INPUT RECORDS.
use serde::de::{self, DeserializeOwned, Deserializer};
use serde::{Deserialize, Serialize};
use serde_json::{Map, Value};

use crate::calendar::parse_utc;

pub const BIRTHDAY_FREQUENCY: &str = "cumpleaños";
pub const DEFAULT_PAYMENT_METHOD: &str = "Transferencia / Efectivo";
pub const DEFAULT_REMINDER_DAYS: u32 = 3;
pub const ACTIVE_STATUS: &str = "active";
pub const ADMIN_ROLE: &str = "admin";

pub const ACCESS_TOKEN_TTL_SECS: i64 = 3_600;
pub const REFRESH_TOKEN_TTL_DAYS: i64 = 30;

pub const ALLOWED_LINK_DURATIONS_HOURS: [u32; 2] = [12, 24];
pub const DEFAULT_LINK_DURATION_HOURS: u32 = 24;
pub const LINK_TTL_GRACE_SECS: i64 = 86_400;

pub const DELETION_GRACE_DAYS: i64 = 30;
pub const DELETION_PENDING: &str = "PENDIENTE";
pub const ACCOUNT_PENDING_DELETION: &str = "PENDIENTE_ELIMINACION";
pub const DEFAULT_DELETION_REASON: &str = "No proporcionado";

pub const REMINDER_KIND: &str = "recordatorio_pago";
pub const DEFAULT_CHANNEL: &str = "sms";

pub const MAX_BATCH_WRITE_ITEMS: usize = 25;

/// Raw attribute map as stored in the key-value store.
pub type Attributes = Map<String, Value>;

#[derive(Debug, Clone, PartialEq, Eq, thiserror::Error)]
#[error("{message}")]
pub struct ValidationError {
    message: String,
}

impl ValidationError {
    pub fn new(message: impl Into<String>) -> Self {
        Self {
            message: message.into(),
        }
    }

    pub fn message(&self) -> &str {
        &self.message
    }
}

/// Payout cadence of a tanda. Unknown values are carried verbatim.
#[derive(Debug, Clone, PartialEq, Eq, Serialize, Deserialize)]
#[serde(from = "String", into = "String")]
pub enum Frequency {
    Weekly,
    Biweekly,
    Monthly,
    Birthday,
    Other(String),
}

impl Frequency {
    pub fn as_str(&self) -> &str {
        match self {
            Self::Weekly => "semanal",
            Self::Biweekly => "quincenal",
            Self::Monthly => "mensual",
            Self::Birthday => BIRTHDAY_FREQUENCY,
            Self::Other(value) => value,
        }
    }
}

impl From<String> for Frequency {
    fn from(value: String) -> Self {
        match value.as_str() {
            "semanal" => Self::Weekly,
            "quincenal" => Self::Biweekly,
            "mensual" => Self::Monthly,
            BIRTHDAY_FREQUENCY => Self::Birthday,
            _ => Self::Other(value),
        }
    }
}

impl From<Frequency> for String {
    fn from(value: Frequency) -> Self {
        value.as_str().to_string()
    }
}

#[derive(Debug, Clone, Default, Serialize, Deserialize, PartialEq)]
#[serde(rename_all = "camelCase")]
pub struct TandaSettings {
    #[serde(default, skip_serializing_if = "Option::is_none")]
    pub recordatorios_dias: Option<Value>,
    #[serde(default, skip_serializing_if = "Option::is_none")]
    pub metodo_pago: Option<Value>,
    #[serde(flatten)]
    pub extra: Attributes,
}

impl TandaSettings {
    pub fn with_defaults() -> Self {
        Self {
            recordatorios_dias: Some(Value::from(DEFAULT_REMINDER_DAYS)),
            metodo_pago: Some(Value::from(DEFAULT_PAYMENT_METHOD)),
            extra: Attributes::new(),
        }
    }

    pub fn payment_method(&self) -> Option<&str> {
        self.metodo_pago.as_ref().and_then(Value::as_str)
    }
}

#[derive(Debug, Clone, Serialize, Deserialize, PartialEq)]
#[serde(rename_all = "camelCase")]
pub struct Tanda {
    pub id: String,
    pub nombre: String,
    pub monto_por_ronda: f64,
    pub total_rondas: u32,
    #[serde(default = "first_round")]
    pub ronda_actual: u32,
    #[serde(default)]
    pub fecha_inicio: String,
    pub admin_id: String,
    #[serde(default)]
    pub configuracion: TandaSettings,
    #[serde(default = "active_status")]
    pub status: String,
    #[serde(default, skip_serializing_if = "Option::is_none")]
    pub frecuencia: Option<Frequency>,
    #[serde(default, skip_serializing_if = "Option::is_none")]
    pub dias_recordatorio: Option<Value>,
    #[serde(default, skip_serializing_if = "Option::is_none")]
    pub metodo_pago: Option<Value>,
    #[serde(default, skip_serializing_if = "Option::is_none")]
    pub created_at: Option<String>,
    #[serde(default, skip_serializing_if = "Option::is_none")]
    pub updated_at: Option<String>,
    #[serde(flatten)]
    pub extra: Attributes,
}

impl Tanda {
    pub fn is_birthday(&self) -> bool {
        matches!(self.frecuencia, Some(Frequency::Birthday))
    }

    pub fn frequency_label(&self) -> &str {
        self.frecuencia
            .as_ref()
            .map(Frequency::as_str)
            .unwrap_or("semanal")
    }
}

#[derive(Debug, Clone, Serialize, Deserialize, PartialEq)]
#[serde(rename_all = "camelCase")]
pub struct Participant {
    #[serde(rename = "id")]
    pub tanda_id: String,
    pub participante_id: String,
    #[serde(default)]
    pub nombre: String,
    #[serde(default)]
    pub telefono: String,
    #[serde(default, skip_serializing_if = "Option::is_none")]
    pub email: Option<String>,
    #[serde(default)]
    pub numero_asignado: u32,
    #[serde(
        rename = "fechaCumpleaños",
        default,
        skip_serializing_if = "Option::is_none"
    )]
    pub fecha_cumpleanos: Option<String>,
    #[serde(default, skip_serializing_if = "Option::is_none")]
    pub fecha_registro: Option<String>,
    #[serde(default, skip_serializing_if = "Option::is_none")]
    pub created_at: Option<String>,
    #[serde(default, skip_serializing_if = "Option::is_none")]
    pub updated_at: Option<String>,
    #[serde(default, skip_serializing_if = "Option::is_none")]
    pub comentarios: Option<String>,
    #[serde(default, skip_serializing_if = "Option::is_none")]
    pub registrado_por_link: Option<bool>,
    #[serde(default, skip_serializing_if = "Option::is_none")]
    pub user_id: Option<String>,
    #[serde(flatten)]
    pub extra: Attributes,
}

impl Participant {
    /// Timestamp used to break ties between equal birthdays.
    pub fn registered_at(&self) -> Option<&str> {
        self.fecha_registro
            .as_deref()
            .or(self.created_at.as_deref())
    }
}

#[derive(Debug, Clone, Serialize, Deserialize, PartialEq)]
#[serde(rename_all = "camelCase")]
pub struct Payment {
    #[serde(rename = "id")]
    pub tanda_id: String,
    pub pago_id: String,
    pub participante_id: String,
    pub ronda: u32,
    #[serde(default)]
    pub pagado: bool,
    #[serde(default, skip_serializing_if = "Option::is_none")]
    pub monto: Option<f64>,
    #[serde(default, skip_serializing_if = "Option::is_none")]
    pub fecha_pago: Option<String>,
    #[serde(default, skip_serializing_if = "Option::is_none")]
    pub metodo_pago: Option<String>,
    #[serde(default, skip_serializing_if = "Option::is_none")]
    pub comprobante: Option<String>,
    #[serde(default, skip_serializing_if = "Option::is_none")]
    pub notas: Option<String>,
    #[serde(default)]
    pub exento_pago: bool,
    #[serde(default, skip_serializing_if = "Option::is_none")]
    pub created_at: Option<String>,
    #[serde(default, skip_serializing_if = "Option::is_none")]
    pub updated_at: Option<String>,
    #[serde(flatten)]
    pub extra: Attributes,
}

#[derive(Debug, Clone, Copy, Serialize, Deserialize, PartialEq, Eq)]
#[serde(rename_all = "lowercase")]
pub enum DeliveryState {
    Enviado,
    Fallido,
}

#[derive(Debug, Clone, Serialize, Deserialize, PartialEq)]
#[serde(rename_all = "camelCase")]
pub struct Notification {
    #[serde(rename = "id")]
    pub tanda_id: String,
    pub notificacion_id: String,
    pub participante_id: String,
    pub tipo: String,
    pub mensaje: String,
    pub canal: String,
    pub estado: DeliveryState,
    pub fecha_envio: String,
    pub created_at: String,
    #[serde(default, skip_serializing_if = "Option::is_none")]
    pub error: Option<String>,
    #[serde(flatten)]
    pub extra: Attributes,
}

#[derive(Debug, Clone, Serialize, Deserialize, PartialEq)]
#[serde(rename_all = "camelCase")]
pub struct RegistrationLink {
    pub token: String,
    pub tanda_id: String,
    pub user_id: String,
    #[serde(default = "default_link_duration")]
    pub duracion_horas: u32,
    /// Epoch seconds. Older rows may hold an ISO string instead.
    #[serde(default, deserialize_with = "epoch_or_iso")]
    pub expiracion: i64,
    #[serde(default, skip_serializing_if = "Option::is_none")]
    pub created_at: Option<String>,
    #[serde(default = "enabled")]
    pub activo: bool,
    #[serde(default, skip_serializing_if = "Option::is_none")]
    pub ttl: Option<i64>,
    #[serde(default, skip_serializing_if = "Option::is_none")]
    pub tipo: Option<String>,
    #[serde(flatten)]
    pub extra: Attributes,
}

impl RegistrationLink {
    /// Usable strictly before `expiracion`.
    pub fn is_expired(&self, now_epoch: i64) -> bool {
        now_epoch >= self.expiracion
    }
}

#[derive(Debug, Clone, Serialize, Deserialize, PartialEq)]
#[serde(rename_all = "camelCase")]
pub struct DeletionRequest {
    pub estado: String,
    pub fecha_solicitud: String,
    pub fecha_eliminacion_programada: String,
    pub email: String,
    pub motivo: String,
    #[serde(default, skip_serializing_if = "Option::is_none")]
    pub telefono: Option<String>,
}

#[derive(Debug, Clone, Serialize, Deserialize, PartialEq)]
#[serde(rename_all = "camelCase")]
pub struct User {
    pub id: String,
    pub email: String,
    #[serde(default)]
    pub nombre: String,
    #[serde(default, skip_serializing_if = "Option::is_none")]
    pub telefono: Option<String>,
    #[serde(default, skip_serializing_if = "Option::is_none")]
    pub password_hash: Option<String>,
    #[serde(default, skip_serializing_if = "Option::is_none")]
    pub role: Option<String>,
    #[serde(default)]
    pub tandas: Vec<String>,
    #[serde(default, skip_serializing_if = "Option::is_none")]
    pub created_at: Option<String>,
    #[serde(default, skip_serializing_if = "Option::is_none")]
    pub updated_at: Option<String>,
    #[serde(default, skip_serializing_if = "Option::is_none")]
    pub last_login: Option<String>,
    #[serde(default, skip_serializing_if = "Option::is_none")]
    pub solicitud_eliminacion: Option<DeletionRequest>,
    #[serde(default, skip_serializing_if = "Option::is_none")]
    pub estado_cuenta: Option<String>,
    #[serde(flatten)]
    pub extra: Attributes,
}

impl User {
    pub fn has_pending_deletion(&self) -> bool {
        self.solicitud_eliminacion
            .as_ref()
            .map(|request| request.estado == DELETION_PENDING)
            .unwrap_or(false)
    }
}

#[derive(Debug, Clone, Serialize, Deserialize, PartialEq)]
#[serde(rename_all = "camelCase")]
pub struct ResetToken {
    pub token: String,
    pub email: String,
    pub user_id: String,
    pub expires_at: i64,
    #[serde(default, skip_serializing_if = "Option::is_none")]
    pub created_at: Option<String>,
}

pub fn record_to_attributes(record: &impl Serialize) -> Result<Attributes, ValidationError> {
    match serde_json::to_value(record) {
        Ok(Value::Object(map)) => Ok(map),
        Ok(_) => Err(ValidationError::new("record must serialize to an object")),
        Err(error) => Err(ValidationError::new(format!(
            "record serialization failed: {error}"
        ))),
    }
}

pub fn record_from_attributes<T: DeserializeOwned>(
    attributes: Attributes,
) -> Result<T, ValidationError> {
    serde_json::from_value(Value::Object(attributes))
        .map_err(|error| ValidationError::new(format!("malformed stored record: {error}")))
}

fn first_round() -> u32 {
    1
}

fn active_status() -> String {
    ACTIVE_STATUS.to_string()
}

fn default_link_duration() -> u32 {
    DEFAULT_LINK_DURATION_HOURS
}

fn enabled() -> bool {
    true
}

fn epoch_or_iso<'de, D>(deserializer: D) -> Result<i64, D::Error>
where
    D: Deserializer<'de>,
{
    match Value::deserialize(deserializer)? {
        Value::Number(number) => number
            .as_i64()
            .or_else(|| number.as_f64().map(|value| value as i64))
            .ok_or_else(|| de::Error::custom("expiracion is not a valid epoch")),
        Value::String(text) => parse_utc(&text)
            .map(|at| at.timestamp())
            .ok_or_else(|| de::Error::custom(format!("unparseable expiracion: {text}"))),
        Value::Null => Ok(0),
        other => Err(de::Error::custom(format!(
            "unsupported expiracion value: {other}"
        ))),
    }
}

WORK ORDER. Retype, exactly and with nothing added, the lines of the material above from the first through the one that contains "pub const DEFAULT_PAYMENT_METHOD: &str".

TASK SOLUTION.
use serde::de::{self, DeserializeOwned, Deserializer};
use serde::{Deserialize, Serialize};
use serde_json::{Map, Value};

use crate::calendar::parse_utc;

pub const BIRTHDAY_FREQUENCY: &str = "cumpleaños";
pub const DEFAULT_PAYMENT_METHOD: &str = "Transferencia / Efectivo";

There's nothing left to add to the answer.